Der Flughafen Düsseldorf legt ab dem 2. September den geänderten Antrag zur Anpassung des laufenden Planfeststellungsverfahrens öffentlich aus, Anwohner können dazu Stellung nehmen. Kernpunkt ist, dass die Obergrenze von 131.000 Flugbewegungen in den sechs Monaten mit dem stärksten Verkehr unverändert bleibt, wie der Flughafen mitteilte.
Innerhalb dieser Grenze soll der Linien- und Charterverkehr von bisher 122.176 auf bis zu 128.000 Flugbewegungen wachsen, für den übrigen Verkehr sind mindestens 3000 Bewegungen eingeplant. Zusätzlich will der Flughafen die Zahl der pro Stunde koordinierbaren Bewegungen in den bestehenden 56 Zweibahn-Wochenstunden von bisher 47 auf 60 anheben. "Der Kern unseres geänderten Antrags ist die intelligente, flexible Nutzung bestehender Kapazitäten – nicht deren Ausweitung", sagte Lars Redeligx, Vorsitzender der Geschäftsführung des Düsseldorfer Flughafens.
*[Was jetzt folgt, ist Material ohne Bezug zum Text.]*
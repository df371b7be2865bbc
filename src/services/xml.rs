//! XML value extraction
//!
//! Controller responses wrap every data point in a `<value>` element:
//!
//! ```xml
//! <eta xmlns="http://www.eta.co.at/rest/v1" version="1.0">
//!   <value uri="/user/var/..." strValue="22,5" unit="°C"
//!          decPlaces="0" scaleFactor="10" advTextOffset="0">225</value>
//! </eta>
//! ```
//!
//! Newer firmware namespace-qualifies the document, older firmware does
//! not; matching on the local tag name covers both generations.

use crate::config::ValueKind;
use crate::error::{EtaError, Result};
use roxmltree::{Document, Node};
use std::collections::HashMap;

/// Local name of the value-bearing element
pub const VALUE_TAG: &str = "value";

/// Fallback display value when a node carries no `strValue` attribute
pub const UNKNOWN_VALUE: &str = "unknown";

/// Attributes considered internal and stripped from readings
const EXCLUDED_ATTRIBUTES: [&str; 2] = ["uri", "unit"];

/// Raw value as found in the document, before unit conversion
#[derive(Debug, Clone, PartialEq)]
pub enum RawValue {
    /// Numeric text body, parsed
    Number(f64),
    /// Textual status, taken from `strValue`
    Text(String),
}

/// Extracted (value, attributes) pair
#[derive(Debug, Clone)]
pub struct RawReading {
    pub value: RawValue,
    pub attributes: HashMap<String, String>,
}

/// Parse a response body into an XML document
pub fn parse_document(body: &str) -> Result<Document<'_>> {
    Document::parse(body).map_err(|e| EtaError::parse(format!("malformed XML response: {e}")))
}

/// Locate the first value-bearing node and extract a raw reading.
/// Returns `None` when the document carries no value element.
pub fn extract(doc: &Document<'_>, kind: ValueKind) -> Option<RawReading> {
    let node = doc
        .descendants()
        .find(|n| n.is_element() && n.tag_name().name() == VALUE_TAG)?;

    let attributes = node
        .attributes()
        .filter(|a| !EXCLUDED_ATTRIBUTES.contains(&a.name()))
        .map(|a| (a.name().to_string(), a.value().to_string()))
        .collect();

    let value = match kind {
        ValueKind::Status => RawValue::Text(str_value(&node)),
        ValueKind::Numeric => match numeric_text(&node) {
            Some(number) => RawValue::Number(number),
            // Bad numeric payloads degrade to the textual status instead
            // of failing the poll cycle.
            None => RawValue::Text(str_value(&node)),
        },
    };

    Some(RawReading { value, attributes })
}

fn str_value(node: &Node<'_, '_>) -> String {
    node.attribute("strValue").unwrap_or(UNKNOWN_VALUE).to_string()
}

fn numeric_text(node: &Node<'_, '_>) -> Option<f64> {
    node.text()
        .map(str::trim)
        .filter(|text| !text.is_empty())
        .and_then(|text| text.parse::<f64>().ok())
}
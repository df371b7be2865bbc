//! Built-in sensor registry
//!
//! Default descriptor table for a stock pellet boiler installation, used
//! when the configuration supplies no sensor list. Constructed once at
//! first access and read-only afterwards.

use super::{DeviceClass, SensorConfig, StateClass, ValueKind};
use once_cell::sync::Lazy;

/// Cumulative energy endpoint. The controller pre-scales this one data
/// point in the opposite direction, so the conversion policy multiplies
/// by the factor here instead of dividing.
pub const TOTAL_ENERGY_URI: &str = "/user/var/40/10021/0/0/12016";

fn sensor(
    uri: &str,
    name: &str,
    unit: Option<&str>,
    factor: f64,
    decimals: u32,
    kind: ValueKind,
    device_class: Option<DeviceClass>,
    state_class: Option<StateClass>,
) -> SensorConfig {
    SensorConfig {
        uri: uri.to_string(),
        name: name.to_string(),
        unit: unit.map(str::to_string),
        factor,
        decimals,
        kind,
        device_class,
        state_class,
    }
}

/// Default sensor descriptors
pub static DEFAULT_SENSORS: Lazy<Vec<SensorConfig>> = Lazy::new(|| {
    use DeviceClass::*;
    use StateClass::*;

    vec![
        sensor(
            "/user/var/120/10601/0/0/12208",
            "Puffer Status",
            None,
            1.0,
            0,
            ValueKind::Status,
            None,
            None,
        ),
        sensor(
            "/user/var/120/10601/0/0/12197",
            "Außentemperatur",
            Some("°C"),
            10.0,
            1,
            ValueKind::Numeric,
            Some(Temperature),
            Some(Measurement),
        ),
        sensor(
            "/user/var/40/10021/0/0/12077",
            "Angeforderte Leistung",
            Some("kW"),
            1.0,
            2,
            ValueKind::Numeric,
            Some(Power),
            Some(Measurement),
        ),
        sensor(
            "/user/var/40/10021/0/0/12006",
            "Angeforderte Temperatur",
            Some("°C"),
            10.0,
            1,
            ValueKind::Numeric,
            Some(Temperature),
            Some(Measurement),
        ),
        sensor(
            "/user/var/40/10021/0/11109/0",
            "Kessel",
            Some("°C"),
            10.0,
            1,
            ValueKind::Numeric,
            Some(Temperature),
            Some(Measurement),
        ),
        sensor(
            "/user/var/40/10021/0/11110/0",
            "Abgas",
            Some("°C"),
            10.0,
            1,
            ValueKind::Numeric,
            Some(Temperature),
            Some(Measurement),
        ),
        sensor(
            "/user/var/40/10201/0/0/12015",
            "Pelletsvorrat",
            Some("kg"),
            10.0,
            0,
            ValueKind::Numeric,
            Some(Weight),
            Some(Measurement),
        ),
        sensor(
            "/user/var/120/10601/0/0/12528",
            "Puffer geladen",
            Some("%"),
            10.0,
            1,
            ValueKind::Numeric,
            Some(Battery),
            Some(Measurement),
        ),
        sensor(
            "/user/var/120/10601/0/0/13932",
            "Warmwasser Aus Fühler",
            Some("°C"),
            10.0,
            1,
            ValueKind::Numeric,
            Some(Temperature),
            Some(Measurement),
        ),
        // 4.8 kWh/kg divided by the controller's scale factor of 10
        sensor(
            TOTAL_ENERGY_URI,
            "Gesamt Energieverbrauch",
            Some("kWh"),
            0.48,
            1,
            ValueKind::Numeric,
            Some(Energy),
            Some(TotalIncreasing),
        ),
    ]
});
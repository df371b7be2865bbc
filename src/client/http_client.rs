//! HTTP client implementation for ETA controller communication
//!
//! Speaks the controller's REST/XML API using basic authentication and a
//! bounded request timeout. Transport failures, non-2xx responses and
//! unreadable bodies all surface as tagged [`EtaError`] variants; nothing
//! here panics or retries.

use crate::client::EtaClient;
use crate::config::EtaConnection;
use crate::error::{EtaError, Result};
use crate::services::xml;
use async_trait::async_trait;
use base64::Engine;
use reqwest::{Client, ClientBuilder};
use std::time::Duration;
use tracing::debug;
use url::Url;

/// Request timeout for all controller calls
pub const REQUEST_TIMEOUT: Duration = Duration::from_secs(10);

/// Path of the API version probe
const API_VERSION_PATH: &str = "/user/api";

/// HTTP client for one ETA controller
pub struct EtaHttpClient {
    /// HTTP client instance
    client: Client,

    /// Base URL derived from the connection parameters
    base_url: Url,
}

impl EtaHttpClient {
    /// Create a new HTTP client
    pub fn new(connection: &EtaConnection) -> Result<Self> {
        let base_url = connection.base_url()?;

        let mut client_builder = ClientBuilder::new()
            .timeout(REQUEST_TIMEOUT)
            .user_agent(format!("eta-bridge/{}", env!("CARGO_PKG_VERSION")));

        if let Some((username, password)) = connection.credentials() {
            let auth_header = format!(
                "Basic {}",
                base64::engine::general_purpose::STANDARD
                    .encode(format!("{username}:{password}"))
            );
            let mut header_value = reqwest::header::HeaderValue::from_str(&auth_header)
                .map_err(|e| EtaError::config(format!("invalid credentials: {e}")))?;
            header_value.set_sensitive(true);
            let mut default_headers = reqwest::header::HeaderMap::new();
            default_headers.insert(reqwest::header::AUTHORIZATION, header_value);
            client_builder = client_builder.default_headers(default_headers);
        }

        let client = client_builder
            .build()
            .map_err(|e| EtaError::connection(format!("failed to build HTTP client: {e}")))?;

        Ok(Self { client, base_url })
    }

    /// Build the full URL for an API path
    fn build_url(&self, path: &str) -> Result<Url> {
        self.base_url
            .join(path)
            .map_err(|e| EtaError::invalid_input(format!("invalid URL path {path:?}: {e}")))
    }

    /// Map a reqwest transport error onto the error taxonomy
    fn map_send_error(e: reqwest::Error) -> EtaError {
        if e.is_timeout() {
            EtaError::timeout(format!("request timed out: {e}"))
        } else if e.is_connect() {
            EtaError::connection(format!("connection failed: {e}"))
        } else {
            EtaError::Http(e)
        }
    }

    /// Reject non-2xx responses with a tagged status error
    async fn check_status(response: reqwest::Response) -> Result<reqwest::Response> {
        let status = response.status();
        if status.is_success() {
            return Ok(response);
        }
        let body = response.text().await.unwrap_or_default();
        Err(EtaError::http_status(status.as_u16(), body))
    }
}

#[async_trait]
impl EtaClient for EtaHttpClient {
    async fn fetch(&self, path: &str) -> Result<String> {
        let url = self.build_url(path)?;
        debug!("GET {url}");

        let response = self
            .client
            .get(url)
            .send()
            .await
            .map_err(Self::map_send_error)?;
        let response = Self::check_status(response).await?;

        response
            .text()
            .await
            .map_err(|e| EtaError::connection(format!("failed to read response body: {e}")))
    }

    async fn write(&self, path: &str, value: &str) -> Result<()> {
        let url = self.build_url(path)?;
        debug!("POST {url} value={value}");

        let response = self
            .client
            .post(url)
            .form(&[("value", value)])
            .send()
            .await
            .map_err(Self::map_send_error)?;
        Self::check_status(response).await?;

        debug!("set {path} to {value}");
        Ok(())
    }

    async fn api_version(&self) -> Result<String> {
        let body = self.fetch(API_VERSION_PATH).await?;
        let doc = xml::parse_document(&body)?;

        doc.descendants()
            .find(|n| n.is_element() && n.tag_name().name() == "api")
            .and_then(|n| n.attribute("version"))
            .map(str::to_string)
            .ok_or_else(|| EtaError::extraction("no api element in version response"))
    }
}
An den bestehenden Nachtflugregeln ändert sich nichts. Von 22:00 bis 23:00 Uhr sind weiterhin maximal 33 Landungen, aber keine Starts erlaubt. Von 23:00 bis 6:00 Uhr bleibt der Linien- und Charterverkehr grundsätzlich ausgesetzt, wie der Flughafen weiter mitteilte.